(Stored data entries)
========================
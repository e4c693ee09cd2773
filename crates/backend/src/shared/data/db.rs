use once_cell::sync::OnceCell;
use sea_orm::{ConnectionTrait, Database, DatabaseBackend, DatabaseConnection, Statement};

static DB_CONN: OnceCell<DatabaseConnection> = OnceCell::new();

const AGGREGATE_TABLES: &[(&str, &str)] = &[
    (
        "a001_member_company",
        r#"
        CREATE TABLE IF NOT EXISTS a001_member_company (
            id TEXT PRIMARY KEY NOT NULL,
            code TEXT NOT NULL DEFAULT '',
            description TEXT NOT NULL,
            comment TEXT,
            registration_no TEXT NOT NULL DEFAULT '',
            ceo_name TEXT NOT NULL DEFAULT '',
            founded_at TEXT,
            industry TEXT NOT NULL DEFAULT '',
            stage TEXT NOT NULL DEFAULT 'preliminary',
            homepage TEXT,
            intro TEXT,
            is_deleted INTEGER NOT NULL DEFAULT 0,
            created_at TEXT,
            updated_at TEXT,
            version INTEGER NOT NULL DEFAULT 0
        );
    "#,
    ),
    (
        "a002_support_project",
        r#"
        CREATE TABLE IF NOT EXISTS a002_support_project (
            id TEXT PRIMARY KEY NOT NULL,
            code TEXT NOT NULL DEFAULT '',
            description TEXT NOT NULL,
            comment TEXT,
            category TEXT NOT NULL DEFAULT '',
            apply_from TEXT,
            apply_to TEXT,
            budget INTEGER NOT NULL DEFAULT 0,
            capacity INTEGER NOT NULL DEFAULT 0,
            status TEXT NOT NULL DEFAULT 'draft',
            is_deleted INTEGER NOT NULL DEFAULT 0,
            created_at TEXT,
            updated_at TEXT,
            version INTEGER NOT NULL DEFAULT 0
        );
    "#,
    ),
    (
        "a003_project_application",
        r#"
        CREATE TABLE IF NOT EXISTS a003_project_application (
            id TEXT PRIMARY KEY NOT NULL,
            code TEXT NOT NULL DEFAULT '',
            description TEXT NOT NULL,
            comment TEXT,
            project_ref TEXT NOT NULL,
            company_ref TEXT NOT NULL,
            status TEXT NOT NULL DEFAULT 'submitted',
            submitted_at TEXT,
            review_note TEXT,
            is_deleted INTEGER NOT NULL DEFAULT 0,
            created_at TEXT,
            updated_at TEXT,
            version INTEGER NOT NULL DEFAULT 0
        );
    "#,
    ),
    (
        "a004_performance_report",
        r#"
        CREATE TABLE IF NOT EXISTS a004_performance_report (
            id TEXT PRIMARY KEY NOT NULL,
            code TEXT NOT NULL DEFAULT '',
            description TEXT NOT NULL,
            comment TEXT,
            company_ref TEXT NOT NULL,
            year INTEGER NOT NULL,
            quarter INTEGER NOT NULL,
            revenue INTEGER NOT NULL DEFAULT 0,
            employee_count INTEGER NOT NULL DEFAULT 0,
            investment INTEGER NOT NULL DEFAULT 0,
            exports INTEGER NOT NULL DEFAULT 0,
            is_deleted INTEGER NOT NULL DEFAULT 0,
            created_at TEXT,
            updated_at TEXT,
            version INTEGER NOT NULL DEFAULT 0
        );
    "#,
    ),
    (
        "a005_support_ticket",
        r#"
        CREATE TABLE IF NOT EXISTS a005_support_ticket (
            id TEXT PRIMARY KEY NOT NULL,
            code TEXT NOT NULL DEFAULT '',
            description TEXT NOT NULL,
            comment TEXT,
            company_ref TEXT,
            body TEXT NOT NULL DEFAULT '',
            status TEXT NOT NULL DEFAULT 'open',
            answer TEXT,
            answered_at TEXT,
            is_deleted INTEGER NOT NULL DEFAULT 0,
            created_at TEXT,
            updated_at TEXT,
            version INTEGER NOT NULL DEFAULT 0
        );
    "#,
    ),
    (
        "a006_faq",
        r#"
        CREATE TABLE IF NOT EXISTS a006_faq (
            id TEXT PRIMARY KEY NOT NULL,
            code TEXT NOT NULL DEFAULT '',
            description TEXT NOT NULL,
            comment TEXT,
            category TEXT NOT NULL DEFAULT '',
            answer TEXT NOT NULL DEFAULT '',
            sort_order INTEGER NOT NULL DEFAULT 0,
            is_published INTEGER NOT NULL DEFAULT 0,
            is_deleted INTEGER NOT NULL DEFAULT 0,
            created_at TEXT,
            updated_at TEXT,
            version INTEGER NOT NULL DEFAULT 0
        );
    "#,
    ),
    (
        "sys_log",
        r#"
        CREATE TABLE IF NOT EXISTS sys_log (
            id INTEGER PRIMARY KEY AUTOINCREMENT,
            created_at TEXT NOT NULL,
            kind TEXT NOT NULL,
            level TEXT NOT NULL,
            source TEXT NOT NULL,
            layer TEXT NOT NULL DEFAULT '',
            message TEXT NOT NULL,
            module TEXT,
            trace_id TEXT,
            action TEXT,
            resource_type TEXT,
            resource_id TEXT,
            user_email TEXT,
            duration_ms INTEGER,
            extra_data TEXT
        );
    "#,
    ),
];

pub async fn initialize_database(db_path: Option<&str>) -> anyhow::Result<()> {
    let db_file = db_path.unwrap_or("target/db/portal.db");
    if let Some(parent) = std::path::Path::new(db_file).parent() {
        std::fs::create_dir_all(parent)?;
    }
    let absolute_path = if std::path::Path::new(db_file).is_absolute() {
        std::path::PathBuf::from(db_file)
    } else {
        std::env::current_dir()?.join(db_file)
    };
    // Normalize path separators and ensure proper URL form on Windows
    let normalized = absolute_path.to_string_lossy().replace('\\', "/");
    let needs_leading_slash = !normalized.starts_with('/') && normalized.contains(':');
    let prefix = if needs_leading_slash { "/" } else { "" };
    let db_url = format!("sqlite://{}{}?mode=rwc", prefix, normalized);
    let conn = Database::connect(&db_url).await?;

    for (name, ddl) in AGGREGATE_TABLES {
        conn.execute(Statement::from_string(
            DatabaseBackend::Sqlite,
            ddl.to_string(),
        ))
        .await
        .map_err(|e| anyhow::anyhow!("failed to create table {name}: {e}"))?;
    }

    conn.execute(Statement::from_string(
        DatabaseBackend::Sqlite,
        "CREATE INDEX IF NOT EXISTS idx_sys_log_kind_created ON sys_log (kind, created_at DESC);"
            .to_string(),
    ))
    .await?;

    DB_CONN
        .set(conn)
        .map_err(|_| anyhow::anyhow!("database already initialized"))?;

    tracing::info!("Database initialized at {}", absolute_path.display());
    Ok(())
}

/// Panics if `initialize_database` has not run; main calls it first.
pub fn get_connection() -> &'static DatabaseConnection {
    DB_CONN
        .get()
        .expect("database connection not initialized")
}
//! Generic log stream viewer. The four log pages are this one component
//! instantiated with a per-stream `LogKindConfig`.

use contracts::system::logs::{LogKind, LogLevel, LogRecord, LogSource, PurgeField};
use gloo_timers::future::TimeoutFuture;
use leptos::prelude::*;
use leptos::task::spawn_local;

use super::api;
use super::forwarder;
use super::pipeline::{format_extra_data, FilterState, SearchField, ViewerModel, ViewerPhase};
use crate::shared::clipboard::copy_to_clipboard_with_callback;
use crate::shared::components::pagination_controls::PaginationControls;
use crate::shared::date_utils::format_datetime;

const SEARCH_DEBOUNCE_MS: u32 = 300;

/// Which filter inputs a stream's filter bar shows.
#[derive(Debug, Clone, Copy, PartialEq, Eq)]
pub enum FilterField {
    Level,
    Layer,
    Source,
    Action,
    ResourceType,
    MinDuration,
}

/// Which columns a stream's table shows.
#[derive(Debug, Clone, Copy, PartialEq, Eq)]
pub enum Column {
    CreatedAt,
    Level,
    Layer,
    Source,
    Message,
    Module,
    TraceId,
    Action,
    ResourceType,
    ResourceId,
    UserEmail,
    DurationMs,
    ExtraData,
}

impl Column {
    pub fn header(&self) -> &'static str {
        match self {
            Column::CreatedAt => "시각",
            Column::Level => "레벨",
            Column::Layer => "레이어",
            Column::Source => "출처",
            Column::Message => "메시지",
            Column::Module => "모듈",
            Column::TraceId => "트레이스",
            Column::Action => "액션",
            Column::ResourceType => "리소스 유형",
            Column::ResourceId => "리소스 ID",
            Column::UserEmail => "사용자",
            Column::DurationMs => "소요(ms)",
            Column::ExtraData => "추가 데이터",
        }
    }

    pub fn render(&self, record: &LogRecord) -> String {
        match self {
            Column::CreatedAt => format_datetime(&record.created_at.to_rfc3339()),
            Column::Level => record.level.as_str().to_string(),
            Column::Layer => record.layer.clone(),
            Column::Source => record.source.as_str().to_string(),
            Column::Message => record.message.clone(),
            Column::Module => record.module.clone().unwrap_or_default(),
            Column::TraceId => record.trace_id.clone().unwrap_or_default(),
            Column::Action => record.action.clone().unwrap_or_default(),
            Column::ResourceType => record.resource_type.clone().unwrap_or_default(),
            Column::ResourceId => record.resource_id.clone().unwrap_or_default(),
            Column::UserEmail => record.user_email.clone().unwrap_or_default(),
            Column::DurationMs => record
                .duration_ms
                .map(|ms| ms.to_string())
                .unwrap_or_default(),
            Column::ExtraData => format_extra_data(&record.extra_data),
        }
    }
}

/// Static description of one log stream's viewer.
pub struct LogKindConfig {
    pub kind: LogKind,
    pub title: &'static str,
    pub filter_fields: &'static [FilterField],
    pub search_fields: &'static [SearchField],
    pub columns: &'static [Column],
}

fn confirm(message: &str) -> bool {
    web_sys::window()
        .map(|w| w.confirm_with_message(message).unwrap_or(false))
        .unwrap_or(false)
}

#[component]
pub fn LogViewer(config: &'static LogKindConfig) -> impl IntoView {
    let model = RwSignal::new(ViewerModel::new(config.kind, config.search_fields));

    // filter bar state; committed into the model only on explicit change
    let level_sel = RwSignal::new(String::new());
    let layer_input = RwSignal::new(String::new());
    let source_sel = RwSignal::new(String::new());
    let action_input = RwSignal::new(String::new());
    let resource_input = RwSignal::new(String::new());
    let min_duration_input = RwSignal::new(String::new());

    let search_input = RwSignal::new(String::new());
    let debounce_generation = StoredValue::new(0u64);

    let (copied_id, set_copied_id) = signal(Option::<i64>::None);

    let run_fetch = move |token: u64| {
        let query = model.with_untracked(|m| m.query());
        spawn_local(async move {
            let result = api::fetch_logs(config.kind, &query)
                .await
                .map_err(|e| e.to_string());
            if let Err(ref message) = result {
                forwarder::forward(
                    LogLevel::Warning,
                    format!("로그 조회 실패: {}", message),
                    "system::logs::viewer",
                );
            }
            model.update(|m| {
                m.complete_fetch(token, result);
            });
        });
    };

    let refetch = move || {
        let mut token = 0;
        model.update(|m| token = m.start_fetch());
        run_fetch(token);
    };

    // initial load
    refetch();

    let current_filter = move || FilterState {
        level: level_sel.get_untracked().parse().ok(),
        layer: layer_input.get_untracked(),
        source: source_sel.get_untracked().parse().ok(),
        action: action_input.get_untracked(),
        resource_type: resource_input.get_untracked(),
        min_duration_ms: min_duration_input.get_untracked().trim().parse().ok(),
    };

    // one fetch per structured-filter change
    let on_filter_change = move || {
        let filter = current_filter();
        let mut token = 0;
        model.update(|m| token = m.set_filter(filter));
        run_fetch(token);
    };

    // keyword changes stay local; committed after the debounce window
    let on_search_input = move |ev: leptos::ev::Event| {
        let value = event_target_value(&ev);
        search_input.set(value.clone());
        let generation = debounce_generation.with_value(|g| *g) + 1;
        debounce_generation.set_value(generation);
        spawn_local(async move {
            TimeoutFuture::new(SEARCH_DEBOUNCE_MS).await;
            if debounce_generation.with_value(|g| *g) == generation {
                model.update(|m| m.set_keyword(value));
            }
        });
    };

    let on_delete = move |id: i64| {
        if !confirm("이 로그를 삭제하시겠습니까?") {
            return;
        }
        spawn_local(async move {
            match api::delete_log(config.kind, id).await {
                // server first, then re-fetch; the working set is never
                // spliced locally
                Ok(()) => refetch(),
                Err(e) => model.update(|m| m.phase = ViewerPhase::Error(e.to_string())),
            }
        });
    };

    let on_purge = move |message: String| {
        if !confirm("같은 메시지를 가진 로그를 모두 삭제하시겠습니까?") {
            return;
        }
        spawn_local(async move {
            match api::purge_by_field(config.kind, PurgeField::Message, message).await {
                Ok(()) => refetch(),
                Err(e) => model.update(|m| m.phase = ViewerPhase::Error(e.to_string())),
            }
        });
    };

    let on_copy = move |record: LogRecord| {
        let id = record.id;
        let json = serde_json::to_string_pretty(&record).unwrap_or_default();
        copy_to_clipboard_with_callback(&json, move || {
            set_copied_id.set(Some(id));
        });
    };

    let show_level = config.filter_fields.contains(&FilterField::Level);
    let show_layer = config.filter_fields.contains(&FilterField::Layer);
    let show_source = config.filter_fields.contains(&FilterField::Source);
    let show_action = config.filter_fields.contains(&FilterField::Action);
    let show_resource = config.filter_fields.contains(&FilterField::ResourceType);
    let show_duration = config.filter_fields.contains(&FilterField::MinDuration);

    view! {
        <div class="log-viewer">
            <div class="page-header">
                <h2>{config.title}</h2>
                <button class="btn-secondary" on:click=move |_| refetch()>
                    "새로고침"
                </button>
            </div>

            <Show when=move || matches!(model.with(|m| m.phase.clone()), ViewerPhase::Error(_))>
                <div class="error-banner">
                    <span>
                        {move || match model.with(|m| m.phase.clone()) {
                            ViewerPhase::Error(message) => message,
                            _ => String::new(),
                        }}
                    </span>
                    <button class="btn-secondary" on:click=move |_| refetch()>
                        "다시 시도"
                    </button>
                    <button
                        class="btn-link"
                        on:click=move |_| model.update(|m| m.dismiss_error())
                    >
                        "닫기"
                    </button>
                </div>
            </Show>

            <div class="filter-bar">
                <Show when=move || show_level>
                    <select
                        on:change=move |ev| {
                            level_sel.set(event_target_value(&ev));
                            on_filter_change();
                        }
                        prop:value=move || level_sel.get()
                    >
                        <option value="">"레벨: 전체"</option>
                        {LogLevel::all().iter().map(|level| {
                            view! {
                                <option value={level.as_str()}>{level.as_str()}</option>
                            }
                        }).collect_view()}
                    </select>
                </Show>

                <Show when=move || show_layer>
                    <input
                        type="text"
                        placeholder="레이어"
                        prop:value=move || layer_input.get()
                        on:change=move |ev| {
                            layer_input.set(event_target_value(&ev));
                            on_filter_change();
                        }
                    />
                </Show>

                <Show when=move || show_source>
                    <select
                        on:change=move |ev| {
                            source_sel.set(event_target_value(&ev));
                            on_filter_change();
                        }
                        prop:value=move || source_sel.get()
                    >
                        <option value="">"출처: 전체"</option>
                        <option value={LogSource::Backend.as_str()}>"backend"</option>
                        <option value={LogSource::Frontend.as_str()}>"frontend"</option>
                    </select>
                </Show>

                <Show when=move || show_action>
                    <input
                        type="text"
                        placeholder="액션"
                        prop:value=move || action_input.get()
                        on:change=move |ev| {
                            action_input.set(event_target_value(&ev));
                            on_filter_change();
                        }
                    />
                </Show>

                <Show when=move || show_resource>
                    <input
                        type="text"
                        placeholder="리소스 유형"
                        prop:value=move || resource_input.get()
                        on:change=move |ev| {
                            resource_input.set(event_target_value(&ev));
                            on_filter_change();
                        }
                    />
                </Show>

                <Show when=move || show_duration>
                    <input
                        type="number"
                        placeholder="최소 소요(ms)"
                        prop:value=move || min_duration_input.get()
                        on:change=move |ev| {
                            min_duration_input.set(event_target_value(&ev));
                            on_filter_change();
                        }
                    />
                </Show>

                <input
                    type="text"
                    class="search-input"
                    placeholder="검색"
                    prop:value=move || search_input.get()
                    on:input=on_search_input
                />
            </div>

            <Show when=move || model.with(|m| m.phase == ViewerPhase::Loading)>
                <div class="loading-indicator">"불러오는 중..."</div>
            </Show>

            <table class="data-table">
                <thead>
                    <tr>
                        {config.columns.iter().map(|col| {
                            view! { <th>{col.header()}</th> }
                        }).collect_view()}
                        <th>"작업"</th>
                    </tr>
                </thead>
                <tbody>
                    {move || model.with(|m| m.visible()).into_iter().map(|record| {
                        let id = record.id;
                        let message = record.message.clone();
                        let record_for_copy = record.clone();
                        view! {
                            <tr>
                                {config.columns.iter().map(|col| {
                                    view! { <td>{col.render(&record)}</td> }
                                }).collect_view()}
                                <td class="row-actions">
                                    <button
                                        class="btn-link"
                                        title="JSON 복사"
                                        on:click=move |_| on_copy(record_for_copy.clone())
                                    >
                                        {move || if copied_id.get() == Some(id) { "복사됨" } else { "복사" }}
                                    </button>
                                    <button
                                        class="btn-link"
                                        title="같은 메시지 모두 삭제"
                                        on:click=move |_| on_purge(message.clone())
                                    >
                                        "일괄 삭제"
                                    </button>
                                    <button
                                        class="btn-link danger"
                                        on:click=move |_| on_delete(id)
                                    >
                                        "삭제"
                                    </button>
                                </td>
                            </tr>
                        }
                    }).collect_view()}
                </tbody>
            </table>

            <Show when=move || model.with(|m| m.phase == ViewerPhase::Ready && m.total_count() == 0)>
                <div class="empty-state">"조건에 맞는 로그가 없습니다"</div>
            </Show>

            <PaginationControls
                current_page=Signal::derive(move || model.with(|m| m.page))
                total_pages=Signal::derive(move || model.with(|m| m.total_pages()))
                total_count=Signal::derive(move || model.with(|m| m.total_count()))
                page_size=Signal::derive(move || model.with(|m| m.page_size))
                on_page_change=Callback::new(move |page| model.update(|m| m.set_page(page)))
                on_page_size_change=Callback::new(move |size| model.update(|m| m.set_page_size(size)))
            />
        </div>
    }
}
========================
**What needs to be done**
The lines to copy are those above that contain the string "LogRecord".

**Exercise output**
use contracts::system::logs::{LogKind, LogLevel, LogRecord, LogSource, PurgeField};
    pub fn render(&self, record: &LogRecord) -> String {
    let on_copy = move |record: LogRecord| {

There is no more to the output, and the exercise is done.